А в это время два опера из его отдела активно отрабатывали Котельнический «Улей», театр «Рампу» и магазин мод на Кузнецком. На результаты этой отработки Колосов возлагал кое-какие надежды. Все эти места крайне заинтересовали его по одному-единственному признаку: и в театре, и в студиях скульптора и художника-ташиста, и в магазине мод работали молодые женщины, которые в силу своих профессиональных обязанностей должны были постоянно переодеваться из одного костюма в другой.
Словечко это Колосов написал красным фломастером на узкой полоске бумаги и, вернувшись на Белинку, положил на перекидной календарь прямо перед собой. Его крайне заинтересовала и еще одна деталь: согласно заключению экспертиз, на лицевом кожном покрове всех погибших девушек — в том числе и бутовской незнакомки(!) — были обнаружены частицы разноцветного театрального грима.
Эксперты проверили его химическую характеристику. Сразу бросалось в глаза сходство: цвет, состав, способ наложения — все совпадало до мельчайших деталей.
Девушек, перед тем как убить, гримировали, причем всегда одинаково. Этот вывод неоспоримо вытекал из экспертных исследований. И еще одна вещь не давала Никите покоя: грим всегда аккуратно удалялся. Для этого, по заключению экспертов, использовался какой-то специальный крем импортного производства.
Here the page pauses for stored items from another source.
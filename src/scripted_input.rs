use anyhow::{Context, Result};
use serde::Deserialize;
use std::{fs, path::Path};

#[derive(Debug, Deserialize)]
struct ScriptedInputFile {
    steps: Vec<ScriptedStep>,
}

#[derive(Debug, Clone, Deserialize)]
struct ScriptedStep {
    ticks: u32,
    #[serde(default)]
    move_x: f64,
    #[serde(default)]
    move_y: f64,
    #[serde(default)]
    move_z: f64,
    #[serde(default)]
    press_toggle: bool,
    #[serde(default)]
    select_slot: Option<usize>,
    #[serde(default = "present")]
    player_present: bool,
}

fn present() -> bool {
    true
}

/// Input for a single tick.
#[derive(Debug, Clone, Copy, PartialEq)]
pub struct TickInput {
    pub movement: (f64, f64, f64),
    /// Only set on the first tick of a step.
    pub press_toggle: bool,
    /// Only set on the first tick of a step.
    pub select_slot: Option<usize>,
    pub player_present: bool,
}

pub struct ScriptedInputPlayer {
    steps: Vec<ScriptedStep>,
    index: usize,
    tick_in_step: u32,
}

impl ScriptedInputPlayer {
    pub fn from_path(path: &Path) -> Result<Self> {
        let contents = fs::read_to_string(path)
            .with_context(|| format!("Failed to read input script {}", path.display()))?;
        Self::from_json(&contents)
            .with_context(|| format!("Invalid input script {}", path.display()))
    }

    pub fn from_json(contents: &str) -> Result<Self> {
        let file: ScriptedInputFile = serde_json::from_str(contents)?;
        if file.steps.is_empty() {
            anyhow::bail!("scripted input file contains no steps");
        }
        Ok(Self {
            steps: file.steps,
            index: 0,
            tick_in_step: 0,
        })
    }

    /// Press the toggle, stand still for a tick, then walk +X for 40 ticks.
    pub fn default_walk() -> Self {
        let walk = |ticks, move_x, press_toggle| ScriptedStep {
            ticks,
            move_x,
            move_y: 0.0,
            move_z: 0.0,
            press_toggle,
            select_slot: None,
            player_present: true,
        };
        Self {
            steps: vec![walk(1, 0.0, true), walk(40, 0.25, false)],
            index: 0,
            tick_in_step: 0,
        }
    }

    /// Input for the next tick, or `None` once every step has run.
    pub fn advance(&mut self) -> Option<TickInput> {
        while self.steps.get(self.index)?.ticks <= self.tick_in_step {
            self.index += 1;
            self.tick_in_step = 0;
        }
        let step = &self.steps[self.index];
        let first = self.tick_in_step == 0;
        self.tick_in_step += 1;

        Some(TickInput {
            movement: (step.move_x, step.move_y, step.move_z),
            press_toggle: first && step.press_toggle,
            select_slot: if first { step.select_slot } else { None },
            player_present: step.player_present,
        })
    }

    pub fn is_finished(&self) -> bool {
        let left_in_step = self
            .steps
            .get(self.index)
            .map_or(0, |step| step.ticks.saturating_sub(self.tick_in_step));
        left_in_step == 0 && self.steps.iter().skip(self.index + 1).all(|s| s.ticks == 0)
    }

    /// Total ticks the script lasts.
    pub fn total_ticks(&self) -> u64 {
        self.steps.iter().map(|s| u64::from(s.ticks)).sum()
    }
}

#[cfg(test)]
mod tests {
    use super::*;

    #[test]
    fn empty_script_is_rejected() {
        let err = ScriptedInputPlayer::from_json(r#"{"steps": []}"#)
            .err()
            .expect("empty script rejected");
        assert!(err.to_string().contains("no steps"));
    }

    #[test]
    fn steps_run_for_their_tick_count() {
        let mut script = ScriptedInputPlayer::from_json(
            r#"{"steps": [
                {"ticks": 2, "press_toggle": true, "select_slot": 1},
                {"ticks": 0, "move_x": 9.0},
                {"ticks": 1, "move_z": 0.5, "player_present": false}
            ]}"#,
        )
        .expect("script parses");
        assert_eq!(script.total_ticks(), 3);

        let first = script.advance().expect("tick 0");
        assert!(first.press_toggle);
        assert_eq!(first.select_slot, Some(1));
        assert!(first.player_present);

        let second = script.advance().expect("tick 1");
        assert!(!second.press_toggle);
        assert_eq!(second.select_slot, None);
        assert!(!script.is_finished());

        let third = script.advance().expect("tick 2");
        assert_eq!(third.movement, (0.0, 0.0, 0.5));
        assert!(!third.player_present);

        assert!(script.is_finished());
        assert_eq!(script.advance(), None);
        assert_eq!(script.advance(), None);
    }

    #[test]
    fn default_walk_toggles_then_moves() {
        let mut script = ScriptedInputPlayer::default_walk();
        assert_eq!(script.total_ticks(), 41);
        assert!(script.advance().is_some_and(|t| t.press_toggle));
        let walking = script.advance().expect("walking tick");
        assert_eq!(walking.movement, (0.25, 0.0, 0.0));
    }
}
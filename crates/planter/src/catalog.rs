//! Which items the planter will put down, and where.

use autoplanter_core::{FlowerKind, ItemType};
use autoplanter_world::Block;
use std::collections::BTreeSet;

/// Ground blocks a flower may be planted on.
pub const SUITABLE_GROUND: [Block; 4] = [
    Block::GrassBlock,
    Block::Dirt,
    Block::CoarseDirt,
    Block::Podzol,
];

/// Whether `block` is in [`SUITABLE_GROUND`].
pub fn is_suitable_ground(block: Block) -> bool {
    SUITABLE_GROUND.contains(&block)
}

/// Fixed set of plantable single-tile flowers. Immutable once built.
#[derive(Debug, Clone, PartialEq, Eq)]
pub struct PlantableCatalog {
    flowers: BTreeSet<FlowerKind>,
}

impl PlantableCatalog {
    /// The thirteen classic single-tile flowers.
    ///
    /// Torchflower is a single-tile flower too but is left out, as are all
    /// two-block-tall flowers.
    pub fn single_tile_flowers() -> Self {
        let flowers = [
            FlowerKind::Dandelion,
            FlowerKind::Poppy,
            FlowerKind::BlueOrchid,
            FlowerKind::Allium,
            FlowerKind::AzureBluet,
            FlowerKind::RedTulip,
            FlowerKind::OrangeTulip,
            FlowerKind::WhiteTulip,
            FlowerKind::PinkTulip,
            FlowerKind::OxeyeDaisy,
            FlowerKind::Cornflower,
            FlowerKind::LilyOfTheValley,
            FlowerKind::WitherRose,
        ];
        Self {
            flowers: flowers.into_iter().collect(),
        }
    }

    /// Whether `item` is a cataloged flower.
    pub fn contains(&self, item: ItemType) -> bool {
        item.as_flower()
            .is_some_and(|kind| self.flowers.contains(&kind))
    }

    /// The flower `item` stands for, if cataloged.
    pub fn resolve(&self, item: ItemType) -> Option<FlowerKind> {
        item.as_flower().filter(|kind| self.flowers.contains(kind))
    }

    pub fn len(&self) -> usize {
        self.flowers.len()
    }

    pub fn is_empty(&self) -> bool {
        self.flowers.is_empty()
    }

    /// Cataloged flowers in registry order.
    pub fn iter(&self) -> impl Iterator<Item = FlowerKind> + '_ {
        self.flowers.iter().copied()
    }
}

impl Default for PlantableCatalog {
    fn default() -> Self {
        Self::single_tile_flowers()
    }
}
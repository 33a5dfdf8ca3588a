//! On/off switch for automatic planting, with a transient HUD countdown.

use autoplanter_input::{KeyBinding, KeyEventSource};
use tracing::info;

/// Ticks the status line stays visible after a flip (5 s at 20 TPS).
pub const DEFAULT_HUD_DISPLAY_TICKS: u32 = 100;

/// Text colour for an enabled status line.
pub const STATUS_COLOR_ON: u32 = 0x55FF55;
/// Text colour for a disabled status line.
pub const STATUS_COLOR_OFF: u32 = 0xFF5555;

/// Status text plus the colour it should be drawn in.
#[derive(Debug, Clone, Copy, PartialEq, Eq)]
pub struct StatusLine {
    pub text: &'static str,
    pub color: u32,
}

/// Tracks whether planting is enabled and how long to keep showing that.
#[derive(Debug, Clone)]
pub struct ToggleController {
    binding: KeyBinding,
    display_ticks: u32,
    enabled: bool,
    hud_ticks_remaining: u32,
}

impl ToggleController {
    /// Disabled controller listening on `binding`.
    pub fn new(binding: KeyBinding, display_ticks: u32) -> Self {
        Self {
            binding,
            display_ticks,
            enabled: false,
            hud_ticks_remaining: 0,
        }
    }

    /// Consume pending activations, flipping once per activation, then count
    /// the HUD timer down. Returns the number of flips.
    pub fn on_tick<K: KeyEventSource + ?Sized>(&mut self, keys: &mut K) -> u32 {
        let flips = keys.consume_activations(&self.binding);
        for _ in 0..flips {
            self.enabled = !self.enabled;
            self.hud_ticks_remaining = self.display_ticks;
            info!(
                enabled = self.enabled,
                key = %self.binding.key,
                "Automatic planting toggled"
            );
        }

        self.hud_ticks_remaining = self.hud_ticks_remaining.saturating_sub(1);
        flips
    }

    pub fn is_enabled(&self) -> bool {
        self.enabled
    }

    pub fn hud_ticks_remaining(&self) -> u32 {
        self.hud_ticks_remaining
    }

    pub fn binding(&self) -> &KeyBinding {
        &self.binding
    }

    /// True while the status line should be drawn.
    pub fn should_show_status(&self) -> bool {
        self.hud_ticks_remaining > 0
    }

    pub fn status_text(&self) -> &'static str {
        self.status_line().text
    }

    pub fn status_line(&self) -> StatusLine {
        if self.enabled {
            StatusLine {
                text: "Auto planting: ON",
                color: STATUS_COLOR_ON,
            }
        } else {
            StatusLine {
                text: "Auto planting: OFF",
                color: STATUS_COLOR_OFF,
            }
        }
    }
}

impl Default for ToggleController {
    fn default() -> Self {
        Self::new(KeyBinding::planting_toggle(), DEFAULT_HUD_DISPLAY_TICKS)
    }
}

#[cfg(test)]
mod tests {
    use super::*;

    struct Presses(u32);

    impl KeyEventSource for Presses {
        fn consume_activations(&mut self, _binding: &KeyBinding) -> u32 {
            std::mem::take(&mut self.0)
        }
    }

    #[test]
    fn starts_disabled_and_hidden() {
        let toggle = ToggleController::default();
        assert!(!toggle.is_enabled());
        assert!(!toggle.should_show_status());
        assert_eq!(toggle.status_text(), "Auto planting: OFF");
    }

    #[test]
    fn one_press_flips_and_shows_status_for_display_window() {
        let mut toggle = ToggleController::default();
        assert_eq!(toggle.on_tick(&mut Presses(1)), 1);
        assert!(toggle.is_enabled());
        assert!(toggle.should_show_status());
        assert_eq!(toggle.status_line().color, STATUS_COLOR_ON);

        let mut none = Presses(0);
        for _ in 0..98 {
            toggle.on_tick(&mut none);
        }
        assert!(toggle.should_show_status());

        toggle.on_tick(&mut none);
        toggle.on_tick(&mut none);
        assert!(!toggle.should_show_status());
        assert!(toggle.is_enabled());
    }

    #[test]
    fn two_presses_in_one_tick_cancel_out() {
        let mut toggle = ToggleController::default();
        assert_eq!(toggle.on_tick(&mut Presses(2)), 2);
        assert!(!toggle.is_enabled());
        assert!(toggle.should_show_status());
    }

    #[test]
    fn countdown_never_goes_below_zero() {
        let mut toggle = ToggleController::new(KeyBinding::planting_toggle(), 1);
        toggle.on_tick(&mut Presses(1));
        assert_eq!(toggle.hud_ticks_remaining(), 0);
        toggle.on_tick(&mut Presses(0));
        assert_eq!(toggle.hud_ticks_remaining(), 0);
    }
}
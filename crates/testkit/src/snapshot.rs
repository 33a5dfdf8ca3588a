//! Golden-file JSON snapshots.
//!
//! Values are written as pretty JSON with object keys sorted and a trailing
//! newline, so goldens diff cleanly. Set `AUTOPLANTER_UPDATE_SNAPSHOTS=1` to
//! rewrite them instead of comparing.

use anyhow::{Context, Result};
use serde::Serialize;
use serde_json::Value;
use std::fs;
use std::path::{Path, PathBuf};

/// Environment variable that enables snapshot updates.
pub const UPDATE_SNAPSHOTS_ENV: &str = "AUTOPLANTER_UPDATE_SNAPSHOTS";

/// `<manifest_dir>/tests/snapshots/<name>`; pass `env!("CARGO_MANIFEST_DIR")`.
pub fn snapshot_file(manifest_dir: &str, name: &str) -> PathBuf {
    Path::new(manifest_dir).join("tests").join("snapshots").join(name)
}

/// Assert that `value` matches the JSON snapshot stored at `path`.
pub fn assert_json_snapshot<P: AsRef<Path>, T: Serialize>(path: P, value: &T) -> Result<()> {
    let path = path.as_ref();
    let actual = canonical_json(value)?;

    if should_update_snapshots() {
        return write_snapshot(path, &actual);
    }

    let expected = fs::read_to_string(path).with_context(|| {
        format!(
            "Snapshot missing at {} (run with {}=1 to create it)",
            path.display(),
            UPDATE_SNAPSHOTS_ENV
        )
    })?;

    // Tolerate CRLF checkouts.
    if expected.replace("\r\n", "\n") != actual {
        anyhow::bail!(
            "Snapshot mismatch at {} (run with {}=1 to update)\n--- actual ---\n{}",
            path.display(),
            UPDATE_SNAPSHOTS_ENV,
            actual
        );
    }

    Ok(())
}

fn should_update_snapshots() -> bool {
    std::env::var(UPDATE_SNAPSHOTS_ENV)
        .map(|v| matches!(v.to_ascii_lowercase().as_str(), "1" | "true" | "yes"))
        .unwrap_or(false)
}

fn write_snapshot(path: &Path, contents: &str) -> Result<()> {
    if let Some(parent) = path.parent() {
        fs::create_dir_all(parent)
            .with_context(|| format!("Failed to create snapshot directory {}", parent.display()))?;
    }
    fs::write(path, contents)
        .with_context(|| format!("Failed to write snapshot {}", path.display()))
}

/// Canonical text form used for snapshot comparison.
pub fn canonical_json<T: Serialize>(value: &T) -> Result<String> {
    let value = serde_json::to_value(value).context("Failed to serialize snapshot value")?;
    let mut text =
        serde_json::to_string_pretty(&sort_keys(value)).context("Failed to format snapshot")?;
    text.push('\n');
    Ok(text)
}

fn sort_keys(value: Value) -> Value {
    match value {
        Value::Object(map) => {
            let mut entries: Vec<(String, Value)> = map.into_iter().collect();
            entries.sort_by(|a, b| a.0.cmp(&b.0));
            Value::Object(
                entries
                    .into_iter()
                    .map(|(k, v)| (k, sort_keys(v)))
                    .collect(),
            )
        }
        Value::Array(values) => Value::Array(values.into_iter().map(sort_keys).collect()),
        other => other,
    }
}

#[cfg(test)]
mod tests {
    use super::*;
    use serde_json::json;

    #[test]
    fn canonical_json_sorts_nested_keys() {
        let text = canonical_json(&json!({"b": 1, "a": {"z": true, "m": [ {"y": 0, "x": 1} ]}}))
            .expect("serializes");
        let expected = "{\n  \"a\": {\n    \"m\": [\n      {\n        \"x\": 1,\n        \"y\": 0\n      }\n    ],\n    \"z\": true\n  },\n  \"b\": 1\n}\n";
        assert_eq!(text, expected);
    }

    #[test]
    fn snapshot_file_is_under_tests_dir() {
        let path = snapshot_file("/work/crate", "demo.json");
        assert!(path.ends_with("tests/snapshots/demo.json"));
    }
}
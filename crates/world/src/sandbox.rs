//! In-memory world + player that implements every collaborator interface.

use crate::block::Block;
use crate::grid::GridWorld;
use crate::inventory::PlayerInventory;
use crate::view::{
    BlockHit, Hand, InteractionResult, InteractionSink, InventoryView, PlayerSample, TickSource,
    WorldView,
};
use autoplanter_core::{BlockPos, ItemStack, Vec3d};
use serde::{Deserialize, Serialize};
use tracing::trace;

/// Whether placing blocks consumes items.
#[derive(Debug, Clone, Copy, Default, PartialEq, Eq, Serialize, Deserialize)]
#[serde(rename_all = "lowercase")]
pub enum GameMode {
    #[default]
    Survival,
    Creative,
}

/// The local player.
#[derive(Debug, Clone)]
pub struct Player {
    pub position: Vec3d,
    pub inventory: PlayerInventory,
    pub game_mode: GameMode,
}

impl Player {
    /// Player at `position` with an empty inventory.
    pub fn new(position: Vec3d) -> Self {
        Self {
            position,
            inventory: PlayerInventory::new(),
            game_mode: GameMode::default(),
        }
    }

    /// Block containing the player's feet.
    pub fn block_position(&self) -> BlockPos {
        self.position.block_pos()
    }
}

/// A world with at most one player in it.
#[derive(Debug, Default)]
pub struct Sandbox {
    pub world: GridWorld,
    player: Option<Player>,
    placements: u64,
}

impl Sandbox {
    /// Sandbox with no player (unavailable context).
    pub fn new(world: GridWorld) -> Self {
        Self {
            world,
            player: None,
            placements: 0,
        }
    }

    /// Sandbox with `player` spawned.
    pub fn with_player(world: GridWorld, player: Player) -> Self {
        Self {
            world,
            player: Some(player),
            placements: 0,
        }
    }

    pub fn player(&self) -> Option<&Player> {
        self.player.as_ref()
    }

    pub fn player_mut(&mut self) -> Option<&mut Player> {
        self.player.as_mut()
    }

    /// Put a player into the world, returning any previous one.
    pub fn spawn(&mut self, player: Player) -> Option<Player> {
        self.player.replace(player)
    }

    /// Remove the player from the world.
    pub fn despawn(&mut self) -> Option<Player> {
        self.player.take()
    }

    /// Move the player by a delta. No-op without a player.
    pub fn move_player(&mut self, dx: f64, dy: f64, dz: f64) {
        if let Some(player) = self.player.as_mut() {
            player.position = player.position.add(dx, dy, dz);
        }
    }

    /// Blocks placed through [`InteractionSink::use_item_on`] so far.
    pub fn placements(&self) -> u64 {
        self.placements
    }
}

impl TickSource for Sandbox {
    fn player_sample(&self) -> Option<PlayerSample> {
        self.player.as_ref().map(|p| PlayerSample::at(p.position))
    }
}

impl WorldView for Sandbox {
    fn block_at(&self, pos: BlockPos) -> Block {
        self.world.block(pos)
    }

    fn can_survive(&self, form: Block, pos: BlockPos) -> bool {
        self.world.can_survive(form, pos)
    }
}

impl InventoryView for Sandbox {
    fn item(&self, slot: usize) -> Option<&ItemStack> {
        self.player.as_ref()?.inventory.item(slot)
    }

    fn held_item(&self, hand: Hand) -> Option<&ItemStack> {
        self.player.as_ref()?.inventory.held_item(hand)
    }
}

impl InteractionSink for Sandbox {
    fn use_item_on(&mut self, hand: Hand, hit: BlockHit) -> InteractionResult {
        let Some(player) = self.player.as_ref() else {
            return InteractionResult::Pass;
        };
        let Some(stack) = player.inventory.held_item(hand).copied() else {
            return InteractionResult::Pass;
        };
        let Some(form) = self.world.placeable_form_of(stack.item) else {
            return InteractionResult::Pass;
        };

        let target = hit.placement_pos();
        if !self.world.block(target).is_air() || !self.world.can_survive(form, target) {
            return InteractionResult::Fail;
        }

        self.world.set_block(target, form);
        if let Block::TallFlower { kind, .. } = form {
            self.world
                .set_block(target.above(), Block::TallFlower { kind, upper: true });
        }

        if let Some(player) = self.player.as_mut() {
            if player.game_mode == GameMode::Survival {
                player.inventory.shrink(hand, 1);
            }
        }
        self.placements += 1;
        trace!(pos = %target, block = %form, "Placed block");
        InteractionResult::Success
    }
}
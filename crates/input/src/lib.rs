#![warn(missing_docs)]
//! Keyboard input tracking and key bindings.
//!
//! Hosts feed raw press/release edges into [`InputState`]; consumers drain
//! per-binding click counts through [`KeyEventSource`] once per tick.

use serde::{Deserialize, Deserializer, Serialize, Serializer};
use std::collections::{HashMap, HashSet};
use std::fmt;
use std::str::FromStr;
use thiserror::Error;

/// Physical key, named after its US-layout legend.
#[allow(missing_docs)]
#[rustfmt::skip]
#[derive(Debug, Clone, Copy, PartialEq, Eq, Hash)]
pub enum Key {
    A, B, C, D, E, F, G, H, I, J, K, L, M,
    N, O, P, Q, R, S, T, U, V, W, X, Y, Z,
    Digit0, Digit1, Digit2, Digit3, Digit4,
    Digit5, Digit6, Digit7, Digit8, Digit9,
    F1, F2, F3, F4, F5, F6, F7, F8, F9, F10, F11, F12,
    Space,
    Tab,
    Enter,
    Escape,
    Backquote,
}

#[rustfmt::skip]
const KEY_NAMES: [(Key, &str); 53] = [
    (Key::A, "A"), (Key::B, "B"), (Key::C, "C"), (Key::D, "D"), (Key::E, "E"),
    (Key::F, "F"), (Key::G, "G"), (Key::H, "H"), (Key::I, "I"), (Key::J, "J"),
    (Key::K, "K"), (Key::L, "L"), (Key::M, "M"), (Key::N, "N"), (Key::O, "O"),
    (Key::P, "P"), (Key::Q, "Q"), (Key::R, "R"), (Key::S, "S"), (Key::T, "T"),
    (Key::U, "U"), (Key::V, "V"), (Key::W, "W"), (Key::X, "X"), (Key::Y, "Y"),
    (Key::Z, "Z"),
    (Key::Digit0, "0"), (Key::Digit1, "1"), (Key::Digit2, "2"), (Key::Digit3, "3"),
    (Key::Digit4, "4"), (Key::Digit5, "5"), (Key::Digit6, "6"), (Key::Digit7, "7"),
    (Key::Digit8, "8"), (Key::Digit9, "9"),
    (Key::F1, "F1"), (Key::F2, "F2"), (Key::F3, "F3"), (Key::F4, "F4"),
    (Key::F5, "F5"), (Key::F6, "F6"), (Key::F7, "F7"), (Key::F8, "F8"),
    (Key::F9, "F9"), (Key::F10, "F10"), (Key::F11, "F11"), (Key::F12, "F12"),
    (Key::Space, "SPACE"),
    (Key::Tab, "TAB"),
    (Key::Enter, "ENTER"),
    (Key::Escape, "ESCAPE"),
    (Key::Backquote, "BACKQUOTE"),
];

/// Error returned when a key name does not resolve.
#[derive(Debug, Clone, PartialEq, Eq, Error)]
#[error("unknown key name {0:?}")]
pub struct KeyParseError(pub String);

impl Key {
    /// Canonical name, as written back to config files.
    pub fn name(self) -> &'static str {
        KEY_NAMES
            .iter()
            .find(|(key, _)| *key == self)
            .map(|(_, name)| *name)
            .unwrap_or("?")
    }
}

impl fmt::Display for Key {
    fn fmt(&self, f: &mut fmt::Formatter<'_>) -> fmt::Result {
        f.write_str(self.name())
    }
}

impl FromStr for Key {
    type Err = KeyParseError;

    /// Accepts `P`, `p`, `KeyP`, `Digit1`, `1`, `F6`, `Space`, ...
    fn from_str(s: &str) -> Result<Self, Self::Err> {
        let upper = s.trim().to_ascii_uppercase();
        let bare = upper
            .strip_prefix("KEY")
            .filter(|rest| rest.len() == 1)
            .or_else(|| upper.strip_prefix("DIGIT"))
            .unwrap_or(upper.as_str());
        KEY_NAMES
            .iter()
            .find(|(_, name)| *name == bare)
            .map(|(key, _)| *key)
            .ok_or_else(|| KeyParseError(s.to_string()))
    }
}

impl Serialize for Key {
    fn serialize<S: Serializer>(&self, serializer: S) -> Result<S::Ok, S::Error> {
        serializer.serialize_str(self.name())
    }
}

impl<'de> Deserialize<'de> for Key {
    fn deserialize<D: Deserializer<'de>>(deserializer: D) -> Result<Self, D::Error> {
        let raw = String::deserialize(deserializer)?;
        raw.parse().map_err(serde::de::Error::custom)
    }
}

/// Named action bound to a key.
#[derive(Debug, Clone, PartialEq, Eq, Serialize, Deserialize)]
pub struct KeyBinding {
    /// Translation-style action name, e.g. `key.autoplanter.toggle`.
    pub name: String,
    /// Bound key.
    pub key: Key,
}

impl KeyBinding {
    /// Create a binding.
    pub fn new(name: impl Into<String>, key: Key) -> Self {
        Self {
            name: name.into(),
            key,
        }
    }

    /// Default binding for the planting toggle.
    pub fn planting_toggle() -> Self {
        Self::new("key.autoplanter.toggle", Key::P)
    }
}

/// Source of discrete key activations.
pub trait KeyEventSource {
    /// Drain and return the activations of `binding` queued since the last call.
    fn consume_activations(&mut self, binding: &KeyBinding) -> u32;
}

/// Keyboard state tracking across ticks.
#[derive(Debug, Default)]
pub struct InputState {
    /// Keys currently held.
    keys_pressed: HashSet<Key>,
    /// Keys pressed this tick (edge-triggered).
    keys_just_pressed: HashSet<Key>,
    /// Keys released this tick (edge-triggered).
    keys_just_released: HashSet<Key>,
    /// Press edges not yet consumed, per key.
    pending_clicks: HashMap<Key, u32>,
}

impl InputState {
    /// Create a new input state.
    pub fn new() -> Self {
        Self::default()
    }

    /// Record a key going down. Holding a key does not queue repeats.
    pub fn press(&mut self, key: Key) {
        if self.keys_pressed.insert(key) {
            self.keys_just_pressed.insert(key);
            *self.pending_clicks.entry(key).or_insert(0) += 1;
        }
    }

    /// Record a key going up.
    pub fn release(&mut self, key: Key) {
        if self.keys_pressed.remove(&key) {
            self.keys_just_released.insert(key);
        }
    }

    /// Press and immediately release `key`.
    pub fn tap(&mut self, key: Key) {
        self.press(key);
        self.release(key);
    }

    /// Reset per-tick edge state (call at the end of each tick).
    pub fn end_tick(&mut self) {
        self.keys_just_pressed.clear();
        self.keys_just_released.clear();
    }

    /// Check if a key is currently held.
    pub fn key_pressed(&self, key: Key) -> bool {
        self.keys_pressed.contains(&key)
    }

    /// Check if a key was pressed this tick.
    pub fn key_just_pressed(&self, key: Key) -> bool {
        self.keys_just_pressed.contains(&key)
    }

    /// Check if a key was released this tick.
    pub fn key_just_released(&self, key: Key) -> bool {
        self.keys_just_released.contains(&key)
    }

    /// Clicks queued for `key` and not yet consumed.
    pub fn pending_clicks(&self, key: Key) -> u32 {
        self.pending_clicks.get(&key).copied().unwrap_or(0)
    }
}

impl KeyEventSource for InputState {
    fn consume_activations(&mut self, binding: &KeyBinding) -> u32 {
        self.pending_clicks.remove(&binding.key).unwrap_or(0)
    }
}

#[cfg(test)]
mod tests {
    use super::*;

    #[test]
    fn parses_key_spellings() {
        assert_eq!("P".parse::<Key>(), Ok(Key::P));
        assert_eq!("p".parse::<Key>(), Ok(Key::P));
        assert_eq!("KeyP".parse::<Key>(), Ok(Key::P));
        assert_eq!("Digit7".parse::<Key>(), Ok(Key::Digit7));
        assert_eq!("7".parse::<Key>(), Ok(Key::Digit7));
        assert_eq!("f6".parse::<Key>(), Ok(Key::F6));
        assert_eq!("space".parse::<Key>(), Ok(Key::Space));
        assert!("Keyboard".parse::<Key>().is_err());
        assert!("".parse::<Key>().is_err());
    }

    #[test]
    fn names_round_trip() {
        for (key, name) in KEY_NAMES {
            assert_eq!(key.name(), name);
            assert_eq!(name.parse::<Key>(), Ok(key));
        }
    }

    #[test]
    fn press_queues_one_click_per_edge() {
        let mut input = InputState::new();
        let binding = KeyBinding::planting_toggle();

        input.press(Key::P);
        input.press(Key::P);
        assert_eq!(input.pending_clicks(Key::P), 1);
        assert!(input.key_pressed(Key::P));
        assert!(input.key_just_pressed(Key::P));

        input.release(Key::P);
        input.tap(Key::P);
        assert_eq!(input.consume_activations(&binding), 2);
        assert_eq!(input.consume_activations(&binding), 0);
    }

    #[test]
    fn end_tick_clears_edges_but_keeps_held_keys() {
        let mut input = InputState::new();
        input.press(Key::W);
        input.end_tick();
        assert!(input.key_pressed(Key::W));
        assert!(!input.key_just_pressed(Key::W));

        input.release(Key::W);
        assert!(input.key_just_released(Key::W));
        input.end_tick();
        assert!(!input.key_just_released(Key::W));
    }

    #[test]
    fn other_keys_do_not_activate_binding() {
        let mut input = InputState::new();
        input.tap(Key::O);
        assert_eq!(
            input.consume_activations(&KeyBinding::planting_toggle()),
            0
        );
        assert_eq!(input.pending_clicks(Key::O), 1);
    }

    #[test]
    fn binding_deserializes_from_key_name() {
        let binding: KeyBinding =
            serde_json::from_str(r#"{"name":"key.autoplanter.toggle","key":"KeyG"}"#)
                .expect("binding parses");
        assert_eq!(binding.key, Key::G);
        let json = serde_json::to_string(&binding).expect("binding serializes");
        assert!(json.contains(r#""key":"G""#));
    }
}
И удаляли его не с живых, а с мертвецов.
И вот наконец к четырем часам «ходоки», отрабатывавшие свои участки, вернулись. И сообщенные ими сведения заставили Колосова тут же связаться с отделом по борьбе с наркотиками Московского уголовного розыска. Ему срочно потребовались их комментарий и справка из информационного центра ГУВД Москвы.
Коллеги-муровцы без лишних вопросов пошли Никите навстречу — и уже к пяти часам на столе у Никиты лежала справка, выданная компьютером. Он читал ее и размышлял. Итак, теперь было два пути. Либо немедленно ехать по известному уже адресу и брать подозреваемого в «работу», либо оставить на время этот слишком уж прямолинейный путь и взять немножко «влево». То, что прямые пути в таких делах частенько заводят в тупик, было Колосову хорошо известно — по молодости сколько раз обжигался. Поэтому он решил не торопиться, а позвонил в «Рампу» и попросил к телефону Бориса Бергмана, с которым неделю назад общался в областной прокуратуре, когда всех актеров «Рампы» допрашивали в качестве свидетелей.